▼▼▼

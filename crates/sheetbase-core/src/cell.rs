use std::fmt;

use serde::{
    de::{self, Visitor},
    Deserialize, Deserializer, Serialize, Serializer,
};

/// A single primitive cell as the grid stores it.
///
/// The grid has no distinct null: an empty cell reads back as `Empty` and
/// serialises as an empty string.
#[derive(Debug, Clone, PartialEq, Default)]
pub enum CellValue {
    #[default]
    Empty,
    Bool(bool),
    Number(f64),
    Text(String),
}

impl CellValue {
    pub fn is_empty(&self) -> bool {
        match self {
            CellValue::Empty => true,
            CellValue::Text(s) => s.is_empty(),
            _ => false,
        }
    }

    /// Collapses `Text("")` into `Empty`. Stores call this on every write.
    pub fn normalized(self) -> Self {
        match self {
            CellValue::Text(s) if s.is_empty() => CellValue::Empty,
            other => other,
        }
    }

    pub fn as_text(&self) -> Option<&str> {
        match self {
            CellValue::Text(s) => Some(s.as_str()),
            _ => None,
        }
    }

    pub fn as_bool(&self) -> Option<bool> {
        match self {
            CellValue::Bool(b) => Some(*b),
            _ => None,
        }
    }

    pub fn as_number(&self) -> Option<f64> {
        match self {
            CellValue::Number(n) => Some(*n),
            _ => None,
        }
    }
}

impl fmt::Display for CellValue {
    fn fmt(&self, f: &mut fmt::Formatter<'_>) -> fmt::Result {
        match self {
            CellValue::Empty => Ok(()),
            CellValue::Bool(b) => write!(f, "{}", b),
            CellValue::Number(n) => write!(f, "{}", n),
            CellValue::Text(s) => f.write_str(s),
        }
    }
}

impl From<&str> for CellValue {
    fn from(value: &str) -> Self {
        CellValue::Text(value.to_string()).normalized()
    }
}

impl From<String> for CellValue {
    fn from(value: String) -> Self {
        CellValue::Text(value).normalized()
    }
}

impl From<bool> for CellValue {
    fn from(value: bool) -> Self {
        CellValue::Bool(value)
    }
}

impl From<f64> for CellValue {
    fn from(value: f64) -> Self {
        CellValue::Number(value)
    }
}

impl From<i64> for CellValue {
    fn from(value: i64) -> Self {
        CellValue::Number(value as f64)
    }
}

impl Serialize for CellValue {
    fn serialize<S: Serializer>(&self, serializer: S) -> Result<S::Ok, S::Error> {
        match self {
            CellValue::Empty => serializer.serialize_str(""),
            CellValue::Bool(b) => serializer.serialize_bool(*b),
            CellValue::Number(n) => serializer.serialize_f64(*n),
            CellValue::Text(s) => serializer.serialize_str(s),
        }
    }
}

struct CellValueVisitor;

impl<'de> Visitor<'de> for CellValueVisitor {
    type Value = CellValue;

    fn expecting(&self, f: &mut fmt::Formatter) -> fmt::Result {
        f.write_str("a boolean, number, string or null")
    }

    fn visit_bool<E: de::Error>(self, v: bool) -> Result<CellValue, E> {
        Ok(CellValue::Bool(v))
    }

    fn visit_i64<E: de::Error>(self, v: i64) -> Result<CellValue, E> {
        Ok(CellValue::Number(v as f64))
    }

    fn visit_u64<E: de::Error>(self, v: u64) -> Result<CellValue, E> {
        Ok(CellValue::Number(v as f64))
    }

    fn visit_f64<E: de::Error>(self, v: f64) -> Result<CellValue, E> {
        Ok(CellValue::Number(v))
    }

    fn visit_str<E: de::Error>(self, v: &str) -> Result<CellValue, E> {
        Ok(CellValue::from(v))
    }

    fn visit_string<E: de::Error>(self, v: String) -> Result<CellValue, E> {
        Ok(CellValue::from(v))
    }

    fn visit_unit<E: de::Error>(self) -> Result<CellValue, E> {
        Ok(CellValue::Empty)
    }

    fn visit_none<E: de::Error>(self) -> Result<CellValue, E> {
        Ok(CellValue::Empty)
    }
}

impl<'de> Deserialize<'de> for CellValue {
    fn deserialize<D: Deserializer<'de>>(deserializer: D) -> Result<Self, D::Error> {
        deserializer.deserialize_any(CellValueVisitor)
    }
}

#[cfg(test)]
mod tests {
    use super::*;

    #[test]
    fn test_empty_text_normalizes() {
        assert_eq!(CellValue::from(""), CellValue::Empty);
        assert_eq!(CellValue::Text(String::new()).normalized(), CellValue::Empty);
        assert!(CellValue::Text(String::new()).is_empty());
        assert!(!CellValue::Bool(false).is_empty());
    }

    #[test]
    fn test_json_shape() {
        let cells = vec![
            CellValue::Empty,
            CellValue::Bool(true),
            CellValue::Number(700.0),
            CellValue::from("BBVA"),
        ];
        let json = serde_json::to_string(&cells).unwrap();
        assert_eq!(json, r#"["",true,700.0,"BBVA"]"#);

        let back: Vec<CellValue> = serde_json::from_str(r#"["",true,700,"BBVA",null]"#).unwrap();
        assert_eq!(back[0], CellValue::Empty);
        assert_eq!(back[2], CellValue::Number(700.0));
        assert_eq!(back[4], CellValue::Empty);
    }

    #[test]
    fn test_display() {
        assert_eq!(CellValue::Number(3.0).to_string(), "3");
        assert_eq!(CellValue::Number(2.5).to_string(), "2.5");
        assert_eq!(CellValue::Empty.to_string(), "");
    }
}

▲▲▲

Try it:
Would you return the whole listing exactly as written?

Result:
filename crates/sheetbase-core/src/cell.rs
use std::fmt;

use serde::{
    de::{self, Visitor},
    Deserialize, Deserializer, Serialize, Serializer,
};

/// A single primitive cell as the grid stores it.
///
/// The grid has no distinct null: an empty cell reads back as `Empty` and
/// serialises as an empty string.
#[derive(Debug, Clone, PartialEq, Default)]
pub enum CellValue {
    #[default]
    Empty,
    Bool(bool),
    Number(f64),
    Text(String),
}

impl CellValue {
    pub fn is_empty(&self) -> bool {
        match self {
            CellValue::Empty => true,
            CellValue::Text(s) => s.is_empty(),
            _ => false,
        }
    }

    /// Collapses `Text("")` into `Empty`. Stores call this on every write.
    pub fn normalized(self) -> Self {
        match self {
            CellValue::Text(s) if s.is_empty() => CellValue::Empty,
            other => other,
        }
    }

    pub fn as_text(&self) -> Option<&str> {
        match self {
            CellValue::Text(s) => Some(s.as_str()),
            _ => None,
        }
    }

    pub fn as_bool(&self) -> Option<bool> {
        match self {
            CellValue::Bool(b) => Some(*b),
            _ => None,
        }
    }

    pub fn as_number(&self) -> Option<f64> {
        match self {
            CellValue::Number(n) => Some(*n),
            _ => None,
        }
    }
}

impl fmt::Display for CellValue {
    fn fmt(&self, f: &mut fmt::Formatter<'_>) -> fmt::Result {
        match self {
            CellValue::Empty => Ok(()),
            CellValue::Bool(b) => write!(f, "{}", b),
            CellValue::Number(n) => write!(f, "{}", n),
            CellValue::Text(s) => f.write_str(s),
        }
    }
}

impl From<&str> for CellValue {
    fn from(value: &str) -> Self {
        CellValue::Text(value.to_string()).normalized()
    }
}

impl From<String> for CellValue {
    fn from(value: String) -> Self {
        CellValue::Text(value).normalized()
    }
}

impl From<bool> for CellValue {
    fn from(value: bool) -> Self {
        CellValue::Bool(value)
    }
}

impl From<f64> for CellValue {
    fn from(value: f64) -> Self {
        CellValue::Number(value)
    }
}

impl From<i64> for CellValue {
    fn from(value: i64) -> Self {
        CellValue::Number(value as f64)
    }
}

impl Serialize for CellValue {
    fn serialize<S: Serializer>(&self, serializer: S) -> Result<S::Ok, S::Error> {
        match self {
            CellValue::Empty => serializer.serialize_str(""),
            CellValue::Bool(b) => serializer.serialize_bool(*b),
            CellValue::Number(n) => serializer.serialize_f64(*n),
            CellValue::Text(s) => serializer.serialize_str(s),
        }
    }
}

struct CellValueVisitor;

impl<'de> Visitor<'de> for CellValueVisitor {
    type Value = CellValue;

    fn expecting(&self, f: &mut fmt::Formatter) -> fmt::Result {
        f.write_str("a boolean, number, string or null")
    }

    fn visit_bool<E: de::Error>(self, v: bool) -> Result<CellValue, E> {
        Ok(CellValue::Bool(v))
    }

    fn visit_i64<E: de::Error>(self, v: i64) -> Result<CellValue, E> {
        Ok(CellValue::Number(v as f64))
    }

    fn visit_u64<E: de::Error>(self, v: u64) -> Result<CellValue, E> {
        Ok(CellValue::Number(v as f64))
    }

    fn visit_f64<E: de::Error>(self, v: f64) -> Result<CellValue, E> {
        Ok(CellValue::Number(v))
    }

    fn visit_str<E: de::Error>(self, v: &str) -> Result<CellValue, E> {
        Ok(CellValue::from(v))
    }

    fn visit_string<E: de::Error>(self, v: String) -> Result<CellValue, E> {
        Ok(CellValue::from(v))
    }

    fn visit_unit<E: de::Error>(self) -> Result<CellValue, E> {
        Ok(CellValue::Empty)
    }

    fn visit_none<E: de::Error>(self) -> Result<CellValue, E> {
        Ok(CellValue::Empty)
    }
}

impl<'de> Deserialize<'de> for CellValue {
    fn deserialize<D: Deserializer<'de>>(deserializer: D) -> Result<Self, D::Error> {
        deserializer.deserialize_any(CellValueVisitor)
    }
}

#[cfg(test)]
mod tests {
    use super::*;

    #[test]
    fn test_empty_text_normalizes() {
        assert_eq!(CellValue::from(""), CellValue::Empty);
        assert_eq!(CellValue::Text(String::new()).normalized(), CellValue::Empty);
        assert!(CellValue::Text(String::new()).is_empty());
        assert!(!CellValue::Bool(false).is_empty());
    }

    #[test]
    fn test_json_shape() {
        let cells = vec![
            CellValue::Empty,
            CellValue::Bool(true),
            CellValue::Number(700.0),
            CellValue::from("BBVA"),
        ];
        let json = serde_json::to_string(&cells).unwrap();
        assert_eq!(json, r#"["",true,700.0,"BBVA"]"#);

        let back: Vec<CellValue> = serde_json::from_str(r#"["",true,700,"BBVA",null]"#).unwrap();
        assert_eq!(back[0], CellValue::Empty);
        assert_eq!(back[2], CellValue::Number(700.0));
        assert_eq!(back[4], CellValue::Empty);
    }

    #[test]
    fn test_display() {
        assert_eq!(CellValue::Number(3.0).to_string(), "3");
        assert_eq!(CellValue::Number(2.5).to_string(), "2.5");
        assert_eq!(CellValue::Empty.to_string(), "");
    }
}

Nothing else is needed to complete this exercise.